Exosome‐transmitted podoplanin promotes tumor‐associated macrophage‐mediated immune tolerance in glioblastoma

Aims Glioblastoma is the most frequent and aggressive primary brain tumor, characterized by rapid disease course and poor treatment responsiveness. The abundance of immunosuppressive macrophages in glioblastoma challenges the efficacy of novel immunotherapy. Methods Bulk RNA‐seq and single‐cell RNA‐seq of glioma patients from public databases were comprehensively analyzed to illustrate macrophage infiltration patterns and molecular characteristics of podoplanin (PDPN). Multiplexed fluorescence immunohistochemistry staining of PDPN, GFAP, CD68, and CD163 were performed in glioma tissue microarray. The impact of PDPN on macrophage immunosuppressive polarization was investigated using a co‐culture system.
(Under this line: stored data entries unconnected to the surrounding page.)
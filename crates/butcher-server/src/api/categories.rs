use axum::{
    extract::{Path, State},
    http::StatusCode,
    Extension, Json,
};
use butcher_core::validation::{optional_text, require_text};
use butcher_db::{CategoryRow, CategoryUpdate, NewCategory};
use chrono::{DateTime, Utc};
use serde::{Deserialize, Serialize};

use crate::middleware::RequestId;

use super::{
    double_option, map_db_error, map_validation_error, ApiError, ApiResponse, AppState,
    MessageData,
};

const NAME_MAX: usize = 100;
const DESCRIPTION_MAX: usize = 1000;

#[derive(Debug, Serialize)]
pub(super) struct CategoryItem {
    id: i64,
    name: String,
    name_ar: String,
    description: Option<String>,
    description_ar: Option<String>,
    image: String,
    created_at: DateTime<Utc>,
    updated_at: DateTime<Utc>,
}

impl From<CategoryRow> for CategoryItem {
    fn from(row: CategoryRow) -> Self {
        Self {
            id: row.id,
            name: row.name,
            name_ar: row.name_ar,
            description: row.description,
            description_ar: row.description_ar,
            image: row.image,
            created_at: row.created_at,
            updated_at: row.updated_at,
        }
    }
}

#[derive(Debug, Deserialize)]
pub(in crate::api) struct CreateCategoryRequest {
    #[serde(default)]
    pub name: String,
    #[serde(default)]
    pub name_ar: String,
    pub description: Option<String>,
    pub description_ar: Option<String>,
    pub image: Option<String>,
}

#[allow(clippy::option_option)]
#[derive(Debug, Deserialize)]
pub(in crate::api) struct UpdateCategoryRequest {
    pub name: Option<String>,
    pub name_ar: Option<String>,
    #[serde(default, deserialize_with = "double_option")]
    pub description: Option<Option<String>>,
    #[serde(default, deserialize_with = "double_option")]
    pub description_ar: Option<Option<String>>,
    pub image: Option<String>,
}

/// GET /api/v1/categories: active categories by name.
pub(in crate::api) async fn list_categories(
    State(state): State<AppState>,
    Extension(req_id): Extension<RequestId>,
) -> Result<Json<ApiResponse<Vec<CategoryItem>>>, ApiError> {
    let rows = butcher_db::list_active_categories(&state.pool)
        .await
        .map_err(|e| map_db_error(req_id.0.clone(), &e))?;

    Ok(ApiResponse::json(
        req_id.0,
        rows.into_iter().map(CategoryItem::from).collect(),
    ))
}

/// GET /api/v1/categories/{id}
pub(in crate::api) async fn get_category(
    State(state): State<AppState>,
    Extension(req_id): Extension<RequestId>,
    Path(id): Path<i64>,
) -> Result<Json<ApiResponse<CategoryItem>>, ApiError> {
    let row = butcher_db::get_category(&state.pool, id)
        .await
        .map_err(|e| map_db_error(req_id.0.clone(), &e))?
        .filter(|row| row.is_active)
        .ok_or_else(|| ApiError::not_found(&req_id.0, "category"))?;

    Ok(ApiResponse::json(req_id.0, CategoryItem::from(row)))
}

/// POST /api/v1/categories
pub(in crate::api) async fn create_category(
    State(state): State<AppState>,
    Extension(req_id): Extension<RequestId>,
    Json(body): Json<CreateCategoryRequest>,
) -> Result<(StatusCode, Json<ApiResponse<CategoryItem>>), ApiError> {
    let rid = &req_id.0;
    let invalid = |e| map_validation_error(rid, &e);

    let name = require_text("name", &body.name, NAME_MAX).map_err(invalid)?;
    let name_ar = require_text("name_ar", &body.name_ar, NAME_MAX).map_err(invalid)?;
    let description =
        optional_text("description", body.description.as_deref(), DESCRIPTION_MAX)
            .map_err(invalid)?;
    let description_ar =
        optional_text("description_ar", body.description_ar.as_deref(), DESCRIPTION_MAX)
            .map_err(invalid)?;

    let row = butcher_db::create_category(
        &state.pool,
        &NewCategory {
            name: &name,
            name_ar: &name_ar,
            description: description.as_deref(),
            description_ar: description_ar.as_deref(),
            image: body.image.as_deref(),
        },
    )
    .await
    .map_err(|e| map_db_error(rid.clone(), &e))?;
    tracing::info!(category_id = row.id, "category created");

    Ok((
        StatusCode::CREATED,
        ApiResponse::json(req_id.0, CategoryItem::from(row)),
    ))
}

/// PUT /api/v1/categories/{id}: sparse update.
pub(in crate::api) async fn update_category(
    State(state): State<AppState>,
    Extension(req_id): Extension<RequestId>,
    Path(id): Path<i64>,
    Json(body): Json<UpdateCategoryRequest>,
) -> Result<Json<ApiResponse<CategoryItem>>, ApiError> {
    let rid = &req_id.0;
    let invalid = |e| map_validation_error(rid, &e);

    let name = body
        .name
        .as_deref()
        .map(|v| require_text("name", v, NAME_MAX))
        .transpose()
        .map_err(invalid)?;
    let name_ar = body
        .name_ar
        .as_deref()
        .map(|v| require_text("name_ar", v, NAME_MAX))
        .transpose()
        .map_err(invalid)?;
    let description = body
        .description
        .as_ref()
        .map(|v| optional_text("description", v.as_deref(), DESCRIPTION_MAX))
        .transpose()
        .map_err(invalid)?;
    let description_ar = body
        .description_ar
        .as_ref()
        .map(|v| optional_text("description_ar", v.as_deref(), DESCRIPTION_MAX))
        .transpose()
        .map_err(invalid)?;

    let row = butcher_db::update_category(
        &state.pool,
        id,
        &CategoryUpdate {
            name: name.as_deref(),
            name_ar: name_ar.as_deref(),
            description: description.as_ref().map(Option::as_deref),
            description_ar: description_ar.as_ref().map(Option::as_deref),
            image: body.image.as_deref(),
        },
    )
    .await
    .map_err(|e| map_db_error(rid.clone(), &e))?;

    Ok(ApiResponse::json(req_id.0, CategoryItem::from(row)))
}

/// DELETE /api/v1/categories/{id}: soft delete.
pub(in crate::api) async fn delete_category(
    State(state): State<AppState>,
    Extension(req_id): Extension<RequestId>,
    Path(id): Path<i64>,
) -> Result<Json<ApiResponse<MessageData>>, ApiError> {
    butcher_db::deactivate_category(&state.pool, id)
        .await
        .map_err(|e| map_db_error(req_id.0.clone(), &e))?;
    tracing::info!(category_id = id, "category deactivated");

    Ok(ApiResponse::json(
        req_id.0,
        MessageData {
            message: "category deleted".to_owned(),
        },
    ))
}
//! The single-row `settings` table: exchange rates, order minimums and the
//! delivery fee.

use butcher_core::{ExchangeRates, OrderLimits, PricingPolicy};
use chrono::{DateTime, Utc};
use rust_decimal::Decimal;
use sqlx::PgPool;

use crate::DbError;

const SETTINGS_COLUMNS: &str = "usd_to_lbp, lbp_to_usd, legacy_exchange_rate, min_order_usd, \
                                min_order_lbp, delivery_fee_lbp, updated_at";

#[derive(Debug, Clone, sqlx::FromRow)]
pub struct SettingsRow {
    pub usd_to_lbp: Decimal,
    pub lbp_to_usd: Decimal,
    /// Single rate kept for older clients that only know one exchange rate.
    pub legacy_exchange_rate: Decimal,
    pub min_order_usd: Decimal,
    pub min_order_lbp: Decimal,
    pub delivery_fee_lbp: Decimal,
    pub updated_at: DateTime<Utc>,
}

impl SettingsRow {
    /// Pricing inputs derived from the stored settings.
    ///
    /// # Errors
    ///
    /// Returns [`DbError::InvalidData`] if a stored rate is not positive.
    pub fn pricing_policy(&self) -> Result<PricingPolicy, DbError> {
        let rates = ExchangeRates::new(self.usd_to_lbp, self.lbp_to_usd)
            .map_err(|e| DbError::InvalidData(e.to_string()))?;
        Ok(PricingPolicy {
            rates,
            limits: OrderLimits {
                min_usd: self.min_order_usd,
                min_lbp: self.min_order_lbp,
            },
            delivery_fee_lbp: self.delivery_fee_lbp,
        })
    }
}

/// Returns the settings row, creating it with column defaults on first use.
///
/// # Errors
///
/// Returns [`DbError::Sqlx`] if the query fails.
pub async fn get_settings(pool: &PgPool) -> Result<SettingsRow, DbError> {
    sqlx::query("INSERT INTO settings (id) VALUES (1) ON CONFLICT (id) DO NOTHING")
        .execute(pool)
        .await?;

    let row = sqlx::query_as::<_, SettingsRow>(&format!(
        "SELECT {SETTINGS_COLUMNS} FROM settings WHERE id = 1"
    ))
    .fetch_one(pool)
    .await?;
    Ok(row)
}

async fn update_settings(
    pool: &PgPool,
    assignments: &str,
    values: &[Option<Decimal>],
) -> Result<SettingsRow, DbError> {
    sqlx::query("INSERT INTO settings (id) VALUES (1) ON CONFLICT (id) DO NOTHING")
        .execute(pool)
        .await?;

    let sql = format!(
        "UPDATE settings SET {assignments}, updated_at = NOW() WHERE id = 1 \
         RETURNING {SETTINGS_COLUMNS}"
    );
    let mut query = sqlx::query_as::<_, SettingsRow>(&sql);
    for value in values {
        query = query.bind(*value);
    }
    let row = query.fetch_one(pool).await?;
    Ok(row)
}

/// # Errors
///
/// Returns [`DbError::Sqlx`] if the update fails (including the positive-rate
/// CHECK constraint).
pub async fn update_exchange_rates(
    pool: &PgPool,
    usd_to_lbp: Decimal,
    lbp_to_usd: Decimal,
) -> Result<SettingsRow, DbError> {
    update_settings(
        pool,
        "usd_to_lbp = $1, lbp_to_usd = $2",
        &[Some(usd_to_lbp), Some(lbp_to_usd)],
    )
    .await
}

/// # Errors
///
/// Returns [`DbError::Sqlx`] if the update fails.
pub async fn update_legacy_exchange_rate(
    pool: &PgPool,
    rate: Decimal,
) -> Result<SettingsRow, DbError> {
    update_settings(pool, "legacy_exchange_rate = $1", &[Some(rate)]).await
}

/// Updates either minimum; `None` keeps the stored value.
///
/// # Errors
///
/// Returns [`DbError::Sqlx`] if the update fails.
pub async fn update_min_order_amounts(
    pool: &PgPool,
    min_usd: Option<Decimal>,
    min_lbp: Option<Decimal>,
) -> Result<SettingsRow, DbError> {
    update_settings(
        pool,
        "min_order_usd = COALESCE($1, min_order_usd), \
         min_order_lbp = COALESCE($2, min_order_lbp)",
        &[min_usd, min_lbp],
    )
    .await
}

/// # Errors
///
/// Returns [`DbError::Sqlx`] if the update fails.
pub async fn update_delivery_fee(pool: &PgPool, fee_lbp: Decimal) -> Result<SettingsRow, DbError> {
    update_settings(pool, "delivery_fee_lbp = $1", &[Some(fee_lbp)]).await
}
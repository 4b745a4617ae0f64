//! Customer notifications after an admin changes an order's status.
//!
//! Delivery runs on a background task so the status update never waits on
//! SMTP or Twilio, and a failed send never fails the update.

use std::sync::Arc;

use butcher_core::OrderStatus;
use butcher_db::OrderRow;
use butcher_notify::{
    confirmation_email, rejection_email, whatsapp_status_message, EmailKind, NotificationPlan,
    Notifier, OrderSummary,
};
use sqlx::PgPool;
use tokio::task::JoinHandle;

/// What actually went out for one status change.
#[derive(Debug, Clone, Copy, Default, PartialEq, Eq)]
pub(crate) struct DeliveryReport {
    pub email_sent: bool,
    pub whatsapp_sent: bool,
}

pub(crate) fn spawn_status_notifications(
    pool: PgPool,
    notifier: Arc<dyn Notifier>,
    order: OrderRow,
    status: OrderStatus,
    plan: NotificationPlan,
) -> JoinHandle<DeliveryReport> {
    tokio::spawn(async move {
        deliver_status_notifications(&pool, notifier.as_ref(), &order, status, plan).await
    })
}

/// Sends what `plan` asks for and records the once-only confirmation flags.
pub(crate) async fn deliver_status_notifications(
    pool: &PgPool,
    notifier: &dyn Notifier,
    order: &OrderRow,
    status: OrderStatus,
    plan: NotificationPlan,
) -> DeliveryReport {
    let customer_name = order.customer_name();
    let summary = OrderSummary {
        order_id: order.id,
        customer_name: &customer_name,
        total_usd: order.total_usd,
        total_lbp: order.total_lbp,
        delivery_applied: order.delivery_applied,
        rejection_reason: order.rejection_reason.as_deref(),
    };
    let mut report = DeliveryReport::default();

    if let Some(kind) = plan.email {
        let message = match kind {
            EmailKind::Confirmation => confirmation_email(&summary),
            EmailKind::Rejection => rejection_email(&summary),
        };
        match notifier.send_email(&order.customer_email, &message).await {
            Ok(()) => {
                report.email_sent = true;
                if kind == EmailKind::Confirmation {
                    if let Err(e) = butcher_db::mark_email_sent(pool, order.id).await {
                        tracing::error!(order_id = order.id, error = %e, "failed to flag email as sent");
                    }
                }
            }
            Err(e) => {
                tracing::warn!(order_id = order.id, ?kind, error = %e, "order email not sent");
            }
        }
    }

    if plan.whatsapp {
        let body = whatsapp_status_message(status, &summary);
        match notifier.send_whatsapp(&order.customer_mobile, &body).await {
            Ok(delivery) => {
                report.whatsapp_sent = true;
                tracing::debug!(order_id = order.id, ?delivery, "order WhatsApp delivered");
                if status == OrderStatus::Confirmed {
                    if let Err(e) = butcher_db::mark_whatsapp_sent(pool, order.id).await {
                        tracing::error!(order_id = order.id, error = %e, "failed to flag WhatsApp as sent");
                    }
                }
            }
            Err(e) => {
                tracing::warn!(order_id = order.id, %status, error = %e, "order WhatsApp not sent");
            }
        }
    }

    tracing::info!(
        order_id = order.id,
        %status,
        email_sent = report.email_sent,
        whatsapp_sent = report.whatsapp_sent,
        "status notifications processed"
    );
    report
}
//! Database operations for the `users` table.

use butcher_core::Role;
use chrono::{DateTime, Utc};
use sqlx::PgPool;

use crate::DbError;

const USER_COLUMNS: &str = "id, first_name, last_name, father_name, email, mobile, \
                            password_hash, role, is_banned, created_at, updated_at";

/// A row from the `users` table.
#[derive(Debug, Clone, sqlx::FromRow)]
pub struct UserRow {
    pub id: i64,
    pub first_name: String,
    pub last_name: String,
    pub father_name: String,
    pub email: String,
    pub mobile: String,
    /// Argon2 PHC string; never leaves the server.
    pub password_hash: String,
    /// `"customer"` or `"admin"`, enforced by a CHECK constraint.
    pub role: String,
    pub is_banned: bool,
    pub created_at: DateTime<Utc>,
    pub updated_at: DateTime<Utc>,
}

impl UserRow {
    /// Parsed role. Unknown values fall back to the least-privileged role.
    #[must_use]
    pub fn role(&self) -> Role {
        self.role.parse().unwrap_or(Role::Customer)
    }

    #[must_use]
    pub fn is_admin(&self) -> bool {
        self.role() == Role::Admin
    }

    #[must_use]
    pub fn full_name(&self) -> String {
        format!("{} {}", self.first_name, self.last_name)
    }
}

#[derive(Debug, Clone)]
pub struct NewUser<'a> {
    pub first_name: &'a str,
    pub last_name: &'a str,
    pub father_name: &'a str,
    pub email: &'a str,
    pub mobile: &'a str,
    pub password_hash: &'a str,
}

/// Inserts a customer account.
///
/// # Errors
///
/// Returns [`DbError::Sqlx`] on failure; a duplicate email or mobile surfaces
/// as a unique violation (see [`DbError::is_unique_violation`]).
pub async fn create_user(pool: &PgPool, user: &NewUser<'_>) -> Result<UserRow, DbError> {
    let row = sqlx::query_as::<_, UserRow>(&format!(
        "INSERT INTO users (first_name, last_name, father_name, email, mobile, password_hash, role) \
         VALUES ($1, $2, $3, $4, $5, $6, 'customer') \
         RETURNING {USER_COLUMNS}"
    ))
    .bind(user.first_name)
    .bind(user.last_name)
    .bind(user.father_name)
    .bind(user.email)
    .bind(user.mobile)
    .bind(user.password_hash)
    .fetch_one(pool)
    .await?;
    Ok(row)
}

/// Creates or refreshes an administrator account keyed by email.
///
/// An existing account with the same email is promoted to admin, unbanned and
/// given the new password hash.
///
/// # Errors
///
/// Returns [`DbError::Sqlx`] if the upsert fails.
pub async fn upsert_admin(pool: &PgPool, user: &NewUser<'_>) -> Result<UserRow, DbError> {
    let mut tx = pool.begin().await?;

    let existing: Option<i64> =
        sqlx::query_scalar("SELECT id FROM users WHERE LOWER(email) = LOWER($1)")
            .bind(user.email)
            .fetch_optional(&mut *tx)
            .await?;

    let row = if let Some(id) = existing {
        sqlx::query_as::<_, UserRow>(&format!(
            "UPDATE users \
             SET password_hash = $2, role = 'admin', is_banned = FALSE, updated_at = NOW() \
             WHERE id = $1 \
             RETURNING {USER_COLUMNS}"
        ))
        .bind(id)
        .bind(user.password_hash)
        .fetch_one(&mut *tx)
        .await?
    } else {
        sqlx::query_as::<_, UserRow>(&format!(
            "INSERT INTO users (first_name, last_name, father_name, email, mobile, password_hash, role) \
             VALUES ($1, $2, $3, $4, $5, $6, 'admin') \
             RETURNING {USER_COLUMNS}"
        ))
        .bind(user.first_name)
        .bind(user.last_name)
        .bind(user.father_name)
        .bind(user.email)
        .bind(user.mobile)
        .bind(user.password_hash)
        .fetch_one(&mut *tx)
        .await?
    };

    tx.commit().await?;
    Ok(row)
}

/// # Errors
///
/// Returns [`DbError::Sqlx`] if the query fails.
pub async fn get_user_by_id(pool: &PgPool, id: i64) -> Result<Option<UserRow>, DbError> {
    let row = sqlx::query_as::<_, UserRow>(&format!(
        "SELECT {USER_COLUMNS} FROM users WHERE id = $1"
    ))
    .bind(id)
    .fetch_optional(pool)
    .await?;
    Ok(row)
}

/// Case-insensitive lookup by email.
///
/// # Errors
///
/// Returns [`DbError::Sqlx`] if the query fails.
pub async fn get_user_by_email(pool: &PgPool, email: &str) -> Result<Option<UserRow>, DbError> {
    let row = sqlx::query_as::<_, UserRow>(&format!(
        "SELECT {USER_COLUMNS} FROM users WHERE LOWER(email) = LOWER($1)"
    ))
    .bind(email)
    .fetch_optional(pool)
    .await?;
    Ok(row)
}

/// Reports which of `email` / `mobile` already belong to an account, as
/// `(email_taken, mobile_taken)`.
///
/// # Errors
///
/// Returns [`DbError::Sqlx`] if the query fails.
pub async fn email_or_mobile_taken(
    pool: &PgPool,
    email: &str,
    mobile: &str,
) -> Result<(bool, bool), DbError> {
    let taken: (bool, bool) = sqlx::query_as(
        "SELECT \
             EXISTS (SELECT 1 FROM users WHERE LOWER(email) = LOWER($1)), \
             EXISTS (SELECT 1 FROM users WHERE mobile = $2)",
    )
    .bind(email)
    .bind(mobile)
    .fetch_one(pool)
    .await?;
    Ok(taken)
}

/// All customer accounts, newest first. Admins are excluded.
///
/// # Errors
///
/// Returns [`DbError::Sqlx`] if the query fails.
pub async fn list_customers(pool: &PgPool) -> Result<Vec<UserRow>, DbError> {
    let rows = sqlx::query_as::<_, UserRow>(&format!(
        "SELECT {USER_COLUMNS} FROM users WHERE role = 'customer' ORDER BY created_at DESC, id DESC"
    ))
    .fetch_all(pool)
    .await?;
    Ok(rows)
}

/// Sets the ban flag and returns the updated row.
///
/// # Errors
///
/// Returns [`DbError::NotFound`] if no user has `id`, or [`DbError::Sqlx`]
/// if the update fails.
pub async fn set_user_banned(pool: &PgPool, id: i64, banned: bool) -> Result<UserRow, DbError> {
    sqlx::query_as::<_, UserRow>(&format!(
        "UPDATE users SET is_banned = $2, updated_at = NOW() \
         WHERE id = $1 \
         RETURNING {USER_COLUMNS}"
    ))
    .bind(id)
    .bind(banned)
    .fetch_optional(pool)
    .await?
    .ok_or(DbError::NotFound)
}
#[sqlx::test(migrations = "../../migrations")]
async fn whatsapp_test_message_reports_provider_failure(pool: sqlx::PgPool) {
    let app = test_app_with(pool, RecordingNotifier::failing()).await;
    let admin = seed_admin(&app.state.pool).await;
    let token = token_for(&app.state, &admin);

    let (status, json) = send(
        &app.router,
        request(
            Method::POST,
            "/api/v1/whatsapp/test",
            Some(&token),
            Some(json!({ "phone_number": "03111111", "message": "hello" })),
        ),
    )
    .await;
    assert_eq!(status, StatusCode::BAD_GATEWAY);
    assert_eq!(json["error"]["code"], "upstream_error");
}
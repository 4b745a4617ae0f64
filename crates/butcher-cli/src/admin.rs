//! Administrator account commands.

use butcher_core::validation::{normalize_email, require_text, validate_password};
use butcher_db::NewUser;
use clap::Subcommand;

/// Sub-commands available under `admin`.
#[derive(Debug, Subcommand)]
pub enum AdminCommands {
    /// Create an admin, or promote and reset the user with this email
    Create {
        #[arg(long)]
        email: String,
        #[arg(long)]
        password: String,
        #[arg(long)]
        mobile: String,
        #[arg(long)]
        first_name: String,
        #[arg(long)]
        last_name: String,
        #[arg(long)]
        father_name: Option<String>,
    },
}

pub(crate) struct AdminInput<'a> {
    pub email: &'a str,
    pub password: &'a str,
    pub mobile: &'a str,
    pub first_name: &'a str,
    pub last_name: &'a str,
    pub father_name: &'a str,
}

/// Validated, normalized account fields ready to hash and store.
#[derive(Debug, PartialEq, Eq)]
pub(crate) struct AdminAccount {
    pub email: String,
    pub mobile: String,
    pub first_name: String,
    pub last_name: String,
    pub father_name: String,
}

/// Apply the same field rules the registration endpoint uses.
///
/// # Errors
///
/// Returns an error naming the first field that fails validation.
pub(crate) fn validate_admin(input: &AdminInput<'_>) -> anyhow::Result<AdminAccount> {
    validate_password(input.password)?;
    Ok(AdminAccount {
        email: normalize_email(input.email)?,
        mobile: require_text("mobile", input.mobile, 30)?,
        first_name: require_text("first_name", input.first_name, 100)?,
        last_name: require_text("last_name", input.last_name, 100)?,
        father_name: input.father_name.trim().to_owned(),
    })
}

/// Create or promote an administrator account.
///
/// # Errors
///
/// Returns an error if validation, hashing or the database write fails.
pub(crate) async fn run_admin_create(
    pool: &sqlx::PgPool,
    input: &AdminInput<'_>,
) -> anyhow::Result<()> {
    let account = validate_admin(input)?;
    let password_hash = butcher_core::hash_password(input.password)?;

    let row = butcher_db::upsert_admin(
        pool,
        &NewUser {
            first_name: &account.first_name,
            last_name: &account.last_name,
            father_name: &account.father_name,
            email: &account.email,
            mobile: &account.mobile,
            password_hash: &password_hash,
        },
    )
    .await?;

    tracing::info!(user_id = row.id, "admin account saved");
    println!("admin {} ready (id {})", row.email, row.id);
    Ok(())
}
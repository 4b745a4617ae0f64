use butcher_core::AppConfig;
use sqlx::{postgres::PgPoolOptions, PgPool};
use std::time::Duration;
use thiserror::Error;

const DEFAULT_MAX_CONNECTIONS: u32 = 10;
const DEFAULT_MIN_CONNECTIONS: u32 = 1;
const DEFAULT_ACQUIRE_TIMEOUT_SECS: u64 = 10;

// Path relative to crates/butcher-db/Cargo.toml; resolves to <workspace-root>/migrations/
static MIGRATOR: sqlx::migrate::Migrator = sqlx::migrate!("../../migrations");

#[derive(Debug, Clone, Copy)]
pub struct PoolConfig {
    pub max_connections: u32,
    pub min_connections: u32,
    pub acquire_timeout_secs: u64,
}

impl Default for PoolConfig {
    fn default() -> Self {
        Self {
            max_connections: DEFAULT_MAX_CONNECTIONS,
            min_connections: DEFAULT_MIN_CONNECTIONS,
            acquire_timeout_secs: DEFAULT_ACQUIRE_TIMEOUT_SECS,
        }
    }
}

impl PoolConfig {
    #[must_use]
    pub fn from_app_config(config: &AppConfig) -> Self {
        Self {
            max_connections: config.db_max_connections,
            min_connections: config.db_min_connections,
            acquire_timeout_secs: config.db_acquire_timeout_secs,
        }
    }
}

#[derive(Debug, Error)]
pub enum DbError {
    #[error("record not found")]
    NotFound,
    #[error("stored value is invalid: {0}")]
    InvalidData(String),
    #[error(transparent)]
    Sqlx(#[from] sqlx::Error),
    #[error(transparent)]
    Migration(#[from] sqlx::migrate::MigrateError),
}

impl DbError {
    /// `true` when the failure is a Postgres unique-constraint violation.
    #[must_use]
    pub fn is_unique_violation(&self) -> bool {
        matches!(
            self,
            DbError::Sqlx(sqlx::Error::Database(db_err)) if db_err.code().as_deref() == Some("23505")
        )
    }

    /// `true` when the failure is a Postgres foreign-key violation.
    #[must_use]
    pub fn is_foreign_key_violation(&self) -> bool {
        matches!(
            self,
            DbError::Sqlx(sqlx::Error::Database(db_err)) if db_err.code().as_deref() == Some("23503")
        )
    }
}

/// Connect to a Postgres pool using explicit URL and config.
///
/// # Errors
///
/// Returns [`sqlx::Error`] if the connection cannot be established.
pub async fn connect_pool(database_url: &str, config: PoolConfig) -> Result<PgPool, sqlx::Error> {
    PgPoolOptions::new()
        .max_connections(config.max_connections)
        .min_connections(config.min_connections)
        .acquire_timeout(Duration::from_secs(config.acquire_timeout_secs))
        .connect(database_url)
        .await
}

/// Run all pending migrations against the pool.
///
/// Returns the number of migrations that were applied.
///
/// # Errors
///
/// Returns [`sqlx::migrate::MigrateError`] if any migration fails.
pub async fn run_migrations(pool: &PgPool) -> Result<usize, sqlx::migrate::MigrateError> {
    // The _sqlx_migrations table does not exist on a fresh database; treat
    // absence as zero applied.
    let applied_before: i64 =
        sqlx::query_scalar::<_, i64>("SELECT COUNT(*) FROM _sqlx_migrations WHERE success = true")
            .fetch_one(pool)
            .await
            .unwrap_or(0);

    MIGRATOR.run(pool).await?;

    let applied_after: i64 =
        sqlx::query_scalar::<_, i64>("SELECT COUNT(*) FROM _sqlx_migrations WHERE success = true")
            .fetch_one(pool)
            .await
            .unwrap_or(0);

    let delta = (applied_after - applied_before).max(0);
    tracing::info!(applied = delta, "database migrations complete");
    Ok(usize::try_from(delta).unwrap_or(0))
}

/// Send a `SELECT 1` to verify the pool has a live connection.
///
/// # Errors
///
/// Returns [`sqlx::Error`] if the query fails.
pub async fn ping(pool: &PgPool) -> Result<(), sqlx::Error> {
    sqlx::query_scalar::<_, i32>("SELECT 1")
        .fetch_one(pool)
        .await?;
    Ok(())
}

/// Run a full health check: ping the pool and return a typed error on failure.
///
/// # Errors
///
/// Returns [`DbError`] if the ping fails.
pub async fn health_check(pool: &PgPool) -> Result<(), DbError> {
    ping(pool).await?;
    Ok(())
}


pub mod categories;
pub mod meat_types;
pub mod orders;
pub mod products;
pub mod seed;
pub mod settings;
pub mod users;

pub use categories::{
    create_category, deactivate_category, get_category, list_active_categories, update_category,
    CategoryRow, CategoryUpdate, NewCategory,
};
pub use meat_types::{
    count_active_meat_types, create_meat_type, deactivate_meat_type, get_meat_type,
    list_meat_types_for_product, list_meat_types_for_products, update_meat_type, MeatTypeRow,
    MeatTypeUpdate, NewMeatType,
};
pub use orders::{
    count_orders_by_status, delete_order, get_order, insert_order, list_order_items,
    list_orders, list_orders_for_customer, mark_email_sent, mark_whatsapp_sent,
    update_order_status, NewOrder, NewOrderItem, OrderItemRow, OrderRow, OrderStatusUpdate,
};
pub use products::{
    create_product, get_product, list_product_images, list_products, soft_delete_product,
    toggle_product_availability, update_product, NewProduct, ProductFilters, ProductRow,
    ProductUpdate,
};
pub use seed::{seed_default_categories, seed_defaults};
pub use settings::{
    get_settings, update_delivery_fee, update_exchange_rates, update_legacy_exchange_rate,
    update_min_order_amounts, SettingsRow,
};
pub use users::{
    create_user, email_or_mobile_taken, get_user_by_email, get_user_by_id, list_customers,
    set_user_banned, upsert_admin, NewUser, UserRow,
};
Bone marrow‐derived macrophages (BMDMs) and OT‐II T cells isolated from BALB/c and OT‐II mice respectively were co‐cultured to determine T‐cell adherence. Pathway alterations were probed through RNA sequencing and western blot analyses. Results Our findings demonstrated that PDPN is notably correlated with the expression of CD68 and CD163 in glioma tissues. Additionally, macrophages phagocytosing PDPN‐containing EVs (EVsPDPN) from GBM cells presented increased CD163 expression and augmented secretion of immunoregulatory cytokine (IL‐6, IL‐10, TNF‐α, and TGF‐β1). PDPN within EVs was also associated with enhanced phagocytic activity and reduced MHC II expression in macrophages, compromising CD4+ T‐cell activation. Conclusions This investigation underscores that EVsPDPN derived from glioblastoma cells contributes to M2 macrophage‐mediated immunosuppression and is a potential prognostic marker and therapeutic target in glioblastoma. The schematic diagram illustrates the mechanism of PDPN‐mediated macrophage immunosuppressive polarization. PDPN‐overexpressed GBM cells secrete PDPN‐containing EVs, followed by phagocytosis by unpolarized M0 macrophages, which induce immunosuppressive polarization of macrophages, manifested by the release of immunosuppressive cytokines, ERK phosphorylation activation, diminished MHC II expression, and incompetence to CD4+ T activation.